Subunit stoichiometry of Orai1 at rest and when activated by coexpression of C-STIM1. (A and B) Representative traces showing single-spot bleaching steps in fixed HEK cells expressing, respectively, eGFP–Orai1 alone, or eGFP–Orai1 plus C-STIM1. Arrows indicate visually identified bleaching steps. Fluorescence is expressed in arbitrary units (AU). (C) Histograms showing percentages of spots showing one, two, three, or four bleaching steps in fixed cells expressing eGFP–Orai1 alone (open bars; 146 spots, 14 cells) or eGFP–Orai1 plus C-STIM1 (filled bars; 237 spots, 14 cells). Comparison of the bleaching step distributions for eGFP–Orai1 with and without C-STIM1 yielded P < 0.0001 (χ² test).

Fig. 3.

Fixation evokes release of intracellular Ca²⁺, and in cells expressing STIM1 results in redistribution of Orai1 and STIM1 and shifts bleaching patterns of eGFP–Orai1 from primarily dimeric to tetrameric. (A) Histograms showing percentages of spots showing one, two, three, or four bleaching steps in fixed HEK cells expressing Orai1–eGFP alone (open bars; 185 spots, 16 cells), in fixed cells expressing eGFP–Orai1 + full-length STIM1 (gray bars; 114 spots, 13 cells); and in living cells expressing eGFP–Orai1 + full-length STIM1 (black bars; 90 spots, 7 cells), or mCherry–Orai1 + full-length STIM1 (hatched bars; 137 spots, 11 cells).

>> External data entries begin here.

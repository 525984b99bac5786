use anyhow::Result;
use tracing::debug;
use wasm_sysaddr::{AddressConverter, SYSCOIN};

/// Convert `address` with the Syscoin parameters, returning the other encoding
pub fn handle_convert(address: &str) -> Result<String> {
    let converter = AddressConverter::new(SYSCOIN);
    debug!(
        address,
        hrp = converter.params().bech32_hrp(),
        "converting address"
    );

    let conversion = converter.convert_detailed(address)?;
    debug!(
        from = %conversion.from,
        to = %conversion.to,
        converted = %conversion.address,
        "converted address"
    );
    Ok(conversion.address)
}
//! Writing detection results: per-object crops and the two summary tables.

use std::path::{Path, PathBuf};
use serde::Serialize;
use crate::detection::{regions, ImageDetections};
use crate::error::{Error, Result};
use crate::models::{Annotation, ImageSummary, ObjectRecord, ObjectType};

/// Where a run puts its artifacts
#[derive(Debug, Clone)]
pub struct OutputLayout {
    pub stars_dir: PathBuf,
    pub streaks_dir: PathBuf,
    pub objects_csv: PathBuf,
    pub stats_csv: PathBuf,
    /// Optional bounding-box table for the tiler
    pub annotations_csv: Option<PathBuf>,
    /// Crop image extension, which also picks the encoder
    pub extension: String,
}

impl OutputLayout {
    /// Standard layout under `root`
    pub fn under(root: &Path) -> Self {
        Self {
            stars_dir: root.join("stars-images"),
            streaks_dir: root.join("streaks-images"),
            objects_csv: root.join("eccentricity_data.csv"),
            stats_csv: root.join("image_stats.csv"),
            annotations_csv: None,
            extension: "png".to_string(),
        }
    }

    pub fn with_annotations(mut self, path: PathBuf) -> Self {
        self.annotations_csv = Some(path);
        self
    }

    pub fn with_extension(mut self, extension: impl Into<String>) -> Self {
        self.extension = extension.into();
        self
    }

    pub fn dir_for(&self, object_type: ObjectType) -> &Path {
        match object_type {
            ObjectType::Star => &self.stars_dir,
            ObjectType::Streak => &self.streaks_dir,
        }
    }

    /// Create every output directory. Failure here is fatal for a run.
    pub fn prepare(&self) -> Result<()> {
        let mut dirs = vec![self.stars_dir.as_path(), self.streaks_dir.as_path()];
        for table in [Some(&self.objects_csv), Some(&self.stats_csv), self.annotations_csv.as_ref()]
            .into_iter()
            .flatten()
        {
            if let Some(parent) = table.parent() {
                dirs.push(parent);
            }
        }
        for dir in dirs {
            if dir.as_os_str().is_empty() {
                continue;
            }
            std::fs::create_dir_all(dir).map_err(|e| Error::write(dir, e))?;
        }
        Ok(())
    }
}

/// Save the mask crop of every detection into its class directory.
///
/// Returns the paths written, in detection order. A crop whose name is
/// already taken in this run overwrites the earlier file.
pub fn write_crops(result: &ImageDetections, layout: &OutputLayout) -> Result<Vec<PathBuf>> {
    let mut written = Vec::with_capacity(result.detections.len());
    for detection in &result.detections {
        let name = result.crop_name(detection, &layout.extension);
        let path = layout.dir_for(detection.object_type).join(&name);
        let crop = regions::crop_region(&result.mask, &detection.region);
        crop.save(&path).map_err(|e| Error::write(&path, e))?;
        written.push(path);
    }
    Ok(written)
}

/// Collects the output tables of a run.
///
/// Each image contributes its records and exactly one summary. Workers may
/// fill their own accumulators and `merge` them afterwards.
#[derive(Debug, Clone, Default)]
pub struct ResultAccumulator {
    pub records: Vec<ObjectRecord>,
    pub summaries: Vec<ImageSummary>,
    pub annotations: Vec<Annotation>,
}

impl ResultAccumulator {
    pub fn new() -> Self {
        Self::default()
    }

    /// Add one image's results
    pub fn push(&mut self, result: &ImageDetections, extension: &str) {
        for detection in &result.detections {
            let name = result.crop_name(detection, extension);
            self.annotations.push(Annotation::from_detection(&result.image_name, &name, detection));
        }
        self.records.extend(result.records(extension));
        self.summaries.push(result.summary());
    }

    /// Append another accumulator's rows after this one's
    pub fn merge(&mut self, other: ResultAccumulator) {
        self.records.extend(other.records);
        self.summaries.extend(other.summaries);
        self.annotations.extend(other.annotations);
    }

    pub fn image_count(&self) -> usize {
        self.summaries.len()
    }

    pub fn total(&self, object_type: ObjectType) -> usize {
        self.summaries
            .iter()
            .map(|s| match object_type {
                ObjectType::Star => s.no_of_stars,
                ObjectType::Streak => s.no_of_streaks,
            })
            .sum()
    }

    /// Write the tables described by `layout`
    pub fn finalize(&self, layout: &OutputLayout) -> Result<()> {
        write_table(&layout.objects_csv, &self.records)?;
        write_table(&layout.stats_csv, &self.summaries)?;
        if let Some(path) = &layout.annotations_csv {
            write_table(path, &self.annotations)?;
        }
        log::info!(
            "Wrote {} object rows and {} image rows",
            self.records.len(),
            self.summaries.len()
        );
        Ok(())
    }
}

/// A row type with a fixed column header
pub trait TableRow: Serialize {
    const HEADER: &'static [&'static str];
}

impl TableRow for ObjectRecord {
    const HEADER: &'static [&'static str] = &["image", "object_type", "object_name", "eccentricity"];
}

impl TableRow for ImageSummary {
    const HEADER: &'static [&'static str] = &["image_name", "no_of_stars", "no_of_streaks"];
}

impl TableRow for Annotation {
    const HEADER: &'static [&'static str] = &[
        "image", "object_type", "object_name", "bbox_x", "bbox_y",
        "bbox_width", "bbox_height", "centroid_x", "centroid_y",
    ];
}

/// Write rows with a header line, even when there are no rows
pub fn write_table<T: TableRow>(path: &Path, rows: &[T]) -> Result<()> {
    let mut wtr = csv::Writer::from_path(path).map_err(|e| Error::write(path, e))?;
    if rows.is_empty() {
        wtr.write_record(T::HEADER)?;
    }
    for row in rows {
        wtr.serialize(row)?;
    }
    wtr.flush().map_err(|e| Error::write(path, e))?;
    Ok(())
}

/// Read a table written by `write_table`
pub fn read_table<T: serde::de::DeserializeOwned>(path: &Path) -> Result<Vec<T>> {
    let mut rdr = csv::Reader::from_path(path)?;
    let rows = rdr.deserialize().collect::<std::result::Result<Vec<T>, _>>()?;
    Ok(rows)
}
pub mod batch;
pub mod convert;
pub mod detection;
pub mod error;
pub mod export;
pub mod models;
pub mod padding;
pub mod pipeline;
pub mod tiling;

pub use models::{Annotation, BoundingBox, Detection, ImageSummary, ObjectRecord, ObjectType, Region};
pub use detection::{DetectionParams, DetectionPipeline, ImageDetections};
pub use error::{Error, Result};
pub use export::{OutputLayout, ResultAccumulator};
pub use pipeline::{Pipeline, PipelineContext, PipelineStep, DebugConfig};
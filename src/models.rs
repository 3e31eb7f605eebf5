use serde::{Deserialize, Serialize};
use std::fmt;

/// Half-open pixel rectangle: rows `min_row..max_row`, cols `min_col..max_col`
#[derive(Debug, Clone, Copy, PartialEq, Eq)]
pub struct BoundingBox {
    pub min_row: u32,
    pub min_col: u32,
    pub max_row: u32,
    pub max_col: u32,
}

impl BoundingBox {
    pub fn width(&self) -> u32 {
        self.max_col - self.min_col
    }

    pub fn height(&self) -> u32 {
        self.max_row - self.min_row
    }
}

/// A connected set of foreground pixels with its raw moment sums.
///
/// Moments are accumulated as plain sums so that centroid and
/// eccentricity are pure functions of the pixel membership.
#[derive(Debug, Clone)]
pub struct Region {
    /// Label assigned by the connected component pass (1-based)
    pub label: u32,
    pub area: u32,
    pub bbox: BoundingBox,
    pub(crate) sum_row: f64,
    pub(crate) sum_col: f64,
    pub(crate) sum_row2: f64,
    pub(crate) sum_col2: f64,
    pub(crate) sum_row_col: f64,
}

impl Region {
    pub fn new(label: u32, row: u32, col: u32) -> Self {
        let mut region = Self {
            label,
            area: 0,
            bbox: BoundingBox {
                min_row: row,
                min_col: col,
                max_row: row + 1,
                max_col: col + 1,
            },
            sum_row: 0.0,
            sum_col: 0.0,
            sum_row2: 0.0,
            sum_col2: 0.0,
            sum_row_col: 0.0,
        };
        region.add_pixel(row, col);
        region
    }

    pub fn add_pixel(&mut self, row: u32, col: u32) {
        let (r, c) = (row as f64, col as f64);
        self.area += 1;
        self.sum_row += r;
        self.sum_col += c;
        self.sum_row2 += r * r;
        self.sum_col2 += c * c;
        self.sum_row_col += r * c;

        self.bbox.min_row = self.bbox.min_row.min(row);
        self.bbox.min_col = self.bbox.min_col.min(col);
        self.bbox.max_row = self.bbox.max_row.max(row + 1);
        self.bbox.max_col = self.bbox.max_col.max(col + 1);
    }

    /// Centroid as (row, col)
    pub fn centroid(&self) -> (f64, f64) {
        let n = self.area as f64;
        (self.sum_row / n, self.sum_col / n)
    }

    /// Eccentricity of the ellipse with the same second central moments.
    ///
    /// 0 for a circle (or a single pixel), approaching 1 for a line.
    pub fn eccentricity(&self) -> f64 {
        let n = self.area as f64;
        let (cr, cc) = self.centroid();
        let mu_rr = (self.sum_row2 / n - cr * cr).max(0.0);
        let mu_cc = (self.sum_col2 / n - cc * cc).max(0.0);
        let mu_rc = self.sum_row_col / n - cr * cc;

        let half_trace = (mu_rr + mu_cc) / 2.0;
        let spread = (((mu_rr - mu_cc) / 2.0).powi(2) + mu_rc * mu_rc).sqrt();
        let major = half_trace + spread;
        let minor = (half_trace - spread).max(0.0);

        if major <= f64::EPSILON {
            return 0.0;
        }
        (1.0 - minor / major).max(0.0).sqrt()
    }

    /// Euclidean distance between two centroids
    pub fn centroid_distance(&self, other: &Region) -> f64 {
        let (r1, c1) = self.centroid();
        let (r2, c2) = other.centroid();
        ((r1 - r2).powi(2) + (c1 - c2).powi(2)).sqrt()
    }
}

#[derive(Debug, Clone, Copy, PartialEq, Eq, Hash, Serialize, Deserialize)]
#[serde(rename_all = "lowercase")]
pub enum ObjectType {
    Star,
    Streak,
}

impl ObjectType {
    pub fn as_str(&self) -> &'static str {
        match self {
            ObjectType::Star => "star",
            ObjectType::Streak => "streak",
        }
    }
}

impl fmt::Display for ObjectType {
    fn fmt(&self, f: &mut fmt::Formatter<'_>) -> fmt::Result {
        f.write_str(self.as_str())
    }
}

/// A region that survived filtering, with its label
#[derive(Debug, Clone)]
pub struct Detection {
    pub region: Region,
    pub object_type: ObjectType,
    pub eccentricity: f64,
}

impl Detection {
    /// Centroid truncated to whole pixels, as used in crop names
    pub fn pixel_centroid(&self) -> (u32, u32) {
        let (row, col) = self.region.centroid();
        (row as u32, col as u32)
    }
}

/// One row of the per-object table
#[derive(Debug, Clone, PartialEq, Serialize, Deserialize)]
pub struct ObjectRecord {
    pub image: String,
    pub object_type: ObjectType,
    pub object_name: String,
    pub eccentricity: f64,
}

/// One row of the per-image table
#[derive(Debug, Clone, PartialEq, Eq, Serialize, Deserialize)]
pub struct ImageSummary {
    pub image_name: String,
    pub no_of_stars: usize,
    pub no_of_streaks: usize,
}

impl ImageSummary {
    pub fn total(&self) -> usize {
        self.no_of_stars + self.no_of_streaks
    }
}

/// Object location in `x`/`y` (column/row) pixel terms, consumed by the tiler
#[derive(Debug, Clone, PartialEq, Serialize, Deserialize)]
pub struct Annotation {
    pub image: String,
    pub object_type: ObjectType,
    #[serde(default)]
    pub object_name: String,
    pub bbox_x: u32,
    pub bbox_y: u32,
    pub bbox_width: u32,
    pub bbox_height: u32,
    #[serde(default)]
    pub centroid_x: f64,
    #[serde(default)]
    pub centroid_y: f64,
}

impl Annotation {
    pub fn from_detection(image: &str, object_name: &str, detection: &Detection) -> Self {
        let bbox = detection.region.bbox;
        let (bbox_x, bbox_y) = (bbox.min_col, bbox.min_row);
        let (bbox_width, bbox_height) = (bbox.width(), bbox.height());
        Self {
            image: image.to_string(),
            object_type: detection.object_type,
            object_name: object_name.to_string(),
            bbox_x,
            bbox_y,
            bbox_width,
            bbox_height,
            centroid_x: bbox_x as f64 + bbox_width as f64 / 2.0,
            centroid_y: bbox_y as f64 + bbox_height as f64 / 2.0,
        }
    }
}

Comparison of bleaching step distributions for eGFP–Orai1 + STIM1-expressing cells before and after fixation yielded P < 0.0001 (χ² test). (B) Fura-2 Ca²⁺ measurements in HEK cells expressing eGFP–Orai1 + STIM1 in the absence of extracellular Ca²⁺. Arrow indicates application times of 5 μM ionomycin (filled circles), 1 μM thapsigargin (open circles), and 4% PFA (triangles). (C–F) PFA fixation triggers redistribution of YFP–STIM1 and eGFP–Orai1. (C) A single cell expressing Orai1 + YFP–STIM1 before PFA application. (D) The same cell, imaged after treatment with Ca²⁺-free PBS solution containing 4% PFA (pH 7.4) at 23 °C for 5 min, and then washed with fresh PBS for 30 min. (E and F) Corresponding images before and after PFA treatment of a cell expressing eGFP–Orai1 + STIM1. The brightness and contrast settings in D and F were adjusted compared with the prefixation images in C and E to compensate for fluorescence quenching induced by PFA.

Fig. 4.

Subunit stoichiometry of eGFP–Orai3 alone and when activated by C-STIM1 or by 2-APB. (A–C) Representative traces showing bleaching steps from experiment in fixed cells expressing: (A) eGFP–Orai3 alone, (B) eGFP–Orai3 + C-STIM1, or (C) eGFP–Orai3 alone following application of 100 μM of 2-ABP. Arrows indicate visually identified bleaching steps. (D) Histograms showing percentages of spots showing one, two, three, or four bleaching steps in HEK cells expressing: eGFP–Orai3 alone (white bars, 287 spots, 19 cells), eGFP–Orai3 + C-STIM1 (gray bars; 257 spots, 16 cells), or eGFP–Orai3 following application of 100 μM of 2-APB (black bars; 235 spots, 23 cells). Comparison of bleaching step distributions for eGFP–Orai3 and eGFP–Orai3 +2-APB gave no significant difference (P = 0.127; χ² test).